The present invention is generally directed to electrolytic cell systems and more specifically to metallic interconnects used in fuel cell systems.
Electrolytic cells may operate as fuel cells or electrolyzer cells. Fuel cells are electrochemical devices which can convert energy stored in fuels to electrical energy with high efficiencies. Electrolyzer cells are electrochemical devices which use electrical energy to convert a material, such as water, to fuel, such as hydrogen. Reversible fuel cells sequentially operate in both the fuel cell and electrolysis modes. One type of high temperature fuel cell is a solid oxide fuel cell which contains a ceramic (i.e., a solid oxide) electrolyte, such as a yttria stabilized zirconia (YSZ) electrolyte. A solid oxide reversible fuel cell operates in both the fuel cell and electrolysis modes. Other high temperature fuel cells include, for example, molten carbonate fuel cells.
One component a planar solid oxide fuel cell stack or system is the so called gas separator plate that separates the individual cells in the stack. The gas separator plate separates fuel, such as hydrogen or a hydrocarbon fuel, flowing to the anode electrode (i.e., fuel electrode) of one cell in the stack from oxidant, such as air, flowing to a cathode electrode (i.e., oxidant electrode) of an adjacent cell in the stack.
Frequently, the gas separator plate is also used as an interconnect which electrically connects the anode electrode of one cell to a cathode electrode of the adjacent cell. In this case, the gas separator plate which functions as an interconnect is made of an electrically conductive material, such as a chromium-iron-yttrium alloy. Such metal alloy plates are often made by powder metallurgy techniques, such as by pressing a starting material powder into a desired plate shape followed by sintering. In general, the gas separator/interconnect plate preferably has the following characteristics: it does not conduct ions, it is non-permeable to fuel and oxidant, it is chemically stable in both the fuel and oxidant environment over the entire operating temperature range, it does not contaminate either the electrodes or the electrolyte, it is compatible with they high temperature sealing system, it has a Coefficient of Thermal Expansion (CTE) that closely matches that of the selected electrolyte, and it has a configuration that lends itself to low cost at high volumes.

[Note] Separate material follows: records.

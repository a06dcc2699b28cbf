//! In-memory CoNLL-U+ corpus with field-level bulk access and persistence.
//!
//! Document token order is the single source of positional truth for every
//! merge in the pipeline: all bulk operations (`rows`, `update_value`,
//! `get_contexts`) walk sentences and tokens in file order.

use std::collections::HashMap;
use std::fs::{self, File};
use std::io::Write;
use std::path::Path;

use chrono::Utc;
use regex::Regex;

use crate::config;
use crate::corpus::context;
use crate::corpus::token::{Field, Token, PLACEHOLDER};
use crate::corpus::CorpusError;

/// Ordered tokens plus the comment lines preceding them.
#[derive(Debug, Clone, Default, PartialEq, Eq)]
pub struct Sentence {
    pub comments: Vec<String>,
    pub tokens: Vec<Token>,
}

/// An annotated corpus: ordered sentences of ordered tokens.
#[derive(Debug, Clone)]
pub struct Corpus {
    sentences: Vec<Sentence>,
    origin: String,
}

impl Corpus {
    pub fn new() -> Self {
        Self {
            sentences: Vec::new(),
            origin: "<memory>".to_string(),
        }
    }

    /// Load a corpus from disk. With `validate` on, broken per-sentence ID
    /// sequencing is a hard error; off, it is deferred to the caller.
    pub fn from_file(path: &Path, validate: bool) -> Result<Self, CorpusError> {
        let text = fs::read_to_string(path)?;
        let corpus = Self::parse(&text, &path.display().to_string(), validate)?;
        tracing::info!(
            path = %path.display(),
            tokens = corpus.word_count(),
            sentences = corpus.sentence_count(),
            "corpus loaded"
        );
        Ok(corpus)
    }

    /// Parse CoNLL-U+ text. Rows may carry 10 (plain CoNLL-U) to 17 columns;
    /// missing extended columns are padded with placeholders.
    pub fn parse_str(text: &str, validate: bool) -> Result<Self, CorpusError> {
        Self::parse(text, "<memory>", validate)
    }

    fn parse(text: &str, origin: &str, validate: bool) -> Result<Self, CorpusError> {
        let mut sentences = Vec::new();
        let mut current = Sentence::default();

        for (idx, raw) in text.lines().enumerate() {
            let line = raw.trim_end_matches('\r');
            if line.trim().is_empty() {
                if !current.tokens.is_empty() {
                    sentences.push(std::mem::take(&mut current));
                }
                continue;
            }
            if line.starts_with('#') {
                current.comments.push(line.to_string());
                continue;
            }
            let columns: Vec<&str> = line.split('\t').collect();
            let token = Token::from_columns(&columns).ok_or_else(|| CorpusError::MalformedRow {
                path: origin.to_string(),
                line: idx + 1,
                found: columns.len(),
            })?;
            current.tokens.push(token);
        }
        if !current.tokens.is_empty() {
            sentences.push(current);
        }

        let corpus = Self {
            sentences,
            origin: origin.to_string(),
        };
        if validate {
            corpus.validate()?;
        }
        Ok(corpus)
    }

    /// Build a corpus from raw transliterated text, one unit (= sentence) per
    /// line, words separated by spaces. `#` lines become comments of the next
    /// unit; forms are normalized on the way in; the first word of each unit
    /// heads the rest (`0/root`, others `1/child`).
    pub fn from_text_lines(lines: &[&str]) -> Self {
        let mut sentences = Vec::new();
        let mut comments = Vec::new();

        for raw in lines {
            let line = raw.trim();
            if line.is_empty() {
                continue;
            }
            if line.starts_with('#') {
                comments.push(line.to_string());
                continue;
            }
            let mut tokens = Vec::new();
            for (i, word) in line.split_whitespace().enumerate() {
                let mut token = Token::new(i + 1, &normalize_transliteration(word));
                if i == 0 {
                    token.set(Field::Head, "0");
                    token.set(Field::Deprel, "root");
                } else {
                    token.set(Field::Head, "1");
                    token.set(Field::Deprel, "child");
                }
                tokens.push(token);
            }
            sentences.push(Sentence {
                comments: std::mem::take(&mut comments),
                tokens,
            });
        }

        Self {
            sentences,
            origin: "<memory>".to_string(),
        }
    }

    pub fn sentences(&self) -> &[Sentence] {
        &self.sentences
    }

    pub fn sentence_count(&self) -> usize {
        self.sentences.len()
    }

    pub fn word_count(&self) -> usize {
        self.sentences.iter().map(|s| s.tokens.len()).sum()
    }

    pub fn tokens(&self) -> impl Iterator<Item = &Token> {
        self.sentences.iter().flat_map(|s| s.tokens.iter())
    }

    pub fn tokens_mut(&mut self) -> impl Iterator<Item = &mut Token> {
        self.sentences.iter_mut().flat_map(|s| s.tokens.iter_mut())
    }

    /// Check per-sentence ID sequencing: 1..n, strictly increasing.
    pub fn validate(&self) -> Result<(), CorpusError> {
        for (s_idx, sentence) in self.sentences.iter().enumerate() {
            for (t_idx, token) in sentence.tokens.iter().enumerate() {
                let expected = t_idx + 1;
                if token.get(Field::Id) != expected.to_string() {
                    return Err(CorpusError::BrokenIdSequence {
                        path: self.origin.clone(),
                        sentence: s_idx + 1,
                        expected,
                        found: token.get(Field::Id).to_string(),
                    });
                }
            }
        }
        Ok(())
    }

    /// Normalize every FORM. Idempotent: applying it twice equals once.
    pub fn normalize(&mut self) {
        for token in self.tokens_mut() {
            let normalized = normalize_transliteration(token.get(Field::Form));
            token.set(Field::Form, normalized);
        }
    }

    /// Per-token context windows over `field`, clipped at sentence edges.
    pub fn get_contexts(&self, field: Field, size: usize) -> Vec<String> {
        let mut out = Vec::with_capacity(self.word_count());
        for sentence in &self.sentences {
            let values: Vec<&str> = sentence.tokens.iter().map(|t| t.get(field)).collect();
            context::sentence_windows(&values, size, &mut out);
        }
        out
    }

    /// Lazy row iterator over all tokens for the named fields, in document
    /// order.
    pub fn rows<'a>(&'a self, fields: &'a [Field]) -> impl Iterator<Item = Vec<&'a str>> + 'a {
        self.sentences.iter().flat_map(move |sentence| {
            sentence
                .tokens
                .iter()
                .map(move |token| fields.iter().map(|f| token.get(*f)).collect())
        })
    }

    /// Positional bulk assignment: value i goes to token i in document order.
    /// A length mismatch is an error — never truncation or wraparound.
    /// Assignments to LEMMA/XPOS skip locked tokens (the position still
    /// consumes its value).
    pub fn update_value(&mut self, field: Field, values: &[String]) -> Result<(), CorpusError> {
        let expected = self.word_count();
        if values.len() != expected {
            return Err(CorpusError::LengthMismatch {
                field: field.name(),
                expected,
                actual: values.len(),
            });
        }
        let protected = matches!(field, Field::Lemma | Field::Xpos);
        for (token, value) in self.tokens_mut().zip(values) {
            if protected && token.is_locked() {
                continue;
            }
            token.set(field, value.clone());
        }
        Ok(())
    }

    /// Set `field` to one constant on every token, locks included. Used to
    /// reset the transient context fields before persistence.
    pub fn force_value(&mut self, field: Field, value: &str) {
        for token in self.tokens_mut() {
            token.set(field, value);
        }
    }

    /// Blank LEMMA: for numeral tokens only (`numbers` = true) or for every
    /// unlocked token (`numbers` = false). Locked tokens are never touched.
    pub fn unlemmatize(&mut self, numbers: bool) {
        let numeral = Regex::new(r"^[0-9]+([./][0-9]+)?(\([^)]*\))?$").unwrap();
        for token in self.tokens_mut() {
            if token.is_locked() {
                continue;
            }
            if !numbers || numeral.is_match(token.get(Field::Form)) {
                token.set(Field::Lemma, PLACEHOLDER);
            }
        }
    }

    /// Merge a tab-separated correction file (FORM, LEMMA[, XPOS, …] per row,
    /// `#` comments skipped) into this corpus: one locked single-token
    /// sentence per row. Returns the number of rows merged.
    pub fn read_corrections(&mut self, path: &Path) -> Result<usize, CorpusError> {
        let text = fs::read_to_string(path)?;
        let origin = path.display().to_string();
        let mut added = 0;

        for (idx, raw) in text.lines().enumerate() {
            let line = raw.trim_end_matches('\r');
            if line.trim().is_empty() || line.starts_with('#') {
                continue;
            }
            let cols: Vec<&str> = line.split('\t').collect();
            let form = cols.first().map(|c| c.trim()).unwrap_or_default();
            let lemma = cols.get(1).map(|c| c.trim()).unwrap_or_default();
            if form.is_empty() || lemma.is_empty() {
                return Err(CorpusError::MalformedCorrection {
                    path: origin,
                    line: idx + 1,
                });
            }
            let mut token = Token::new(1, form);
            token.set(Field::Lemma, lemma);
            if let Some(xpos) = cols.get(2).map(|c| c.trim()).filter(|c| !c.is_empty()) {
                token.set(Field::Xpos, xpos);
            }
            token.set(Field::Lock, "1");
            self.sentences.push(Sentence {
                comments: Vec::new(),
                tokens: vec![token],
            });
            added += 1;
        }

        tracing::info!(file = %origin, rows = added, "correction rows merged");
        Ok(added)
    }

    /// Persist the corpus. `add_info` prepends a provenance header. The file
    /// is synced to disk before returning so callers may safely delete the
    /// data's source afterwards.
    pub fn write_file(&self, path: &Path, add_info: bool) -> Result<(), CorpusError> {
        if let Some(parent) = path.parent() {
            if !parent.as_os_str().is_empty() {
                fs::create_dir_all(parent)?;
            }
        }

        let mut out = String::new();
        if add_info {
            out.push_str(&format!("# {} v{}\n", config::APP_NAME, config::APP_VERSION));
            out.push_str(&format!("# generated: {}\n", Utc::now().to_rfc3339()));
            out.push_str(&format!(
                "# tokens: {} sentences: {}\n",
                self.word_count(),
                self.sentence_count()
            ));
        }
        for sentence in &self.sentences {
            for comment in &sentence.comments {
                out.push_str(comment);
                out.push('\n');
            }
            for token in &sentence.tokens {
                out.push_str(&token.to_line());
                out.push('\n');
            }
            out.push('\n');
        }

        let mut file = File::create(path)?;
        file.write_all(out.as_bytes())?;
        file.sync_all()?;
        tracing::info!(path = %path.display(), tokens = self.word_count(), "corpus written");
        Ok(())
    }

    /// Derive the lemma-frequency side artifact: tab-separated
    /// `count FORM LEMMA XPOS` rows, highest count first, lexicographic
    /// tiebreak.
    pub fn make_lemmalists(&self, path: &Path) -> Result<(), CorpusError> {
        let mut counts: HashMap<(String, String, String), usize> = HashMap::new();
        for token in self.tokens() {
            if token.get(Field::Lemma) == PLACEHOLDER {
                continue;
            }
            let key = (
                token.get(Field::Form).to_string(),
                token.get(Field::Lemma).to_string(),
                token.get(Field::Xpos).to_string(),
            );
            *counts.entry(key).or_default() += 1;
        }

        let mut entries: Vec<_> = counts.into_iter().collect();
        entries.sort_by(|a, b| b.1.cmp(&a.1).then_with(|| a.0.cmp(&b.0)));

        let mut out = String::new();
        for ((form, lemma, xpos), count) in entries {
            out.push_str(&format!("{count}\t{form}\t{lemma}\t{xpos}\n"));
        }

        let mut file = File::create(path)?;
        file.write_all(out.as_bytes())?;
        file.sync_all()?;
        tracing::info!(path = %path.display(), "lemma list written");
        Ok(())
    }
}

Metallic interconnects, especially those made through pressing of a powder often suffer dimensional distortions during exposure to air at high temperatures. A major portion of these distortions is attributed to oxidation of the metal. It is believed that the extent of the distortion or dimensional instability is a direct function of the density of the part that has been pressed and sintered. These dimensional distortions can be large enough to affect the integrity of electrolytic cells (such as fuel cells and/or electrolyzer cells).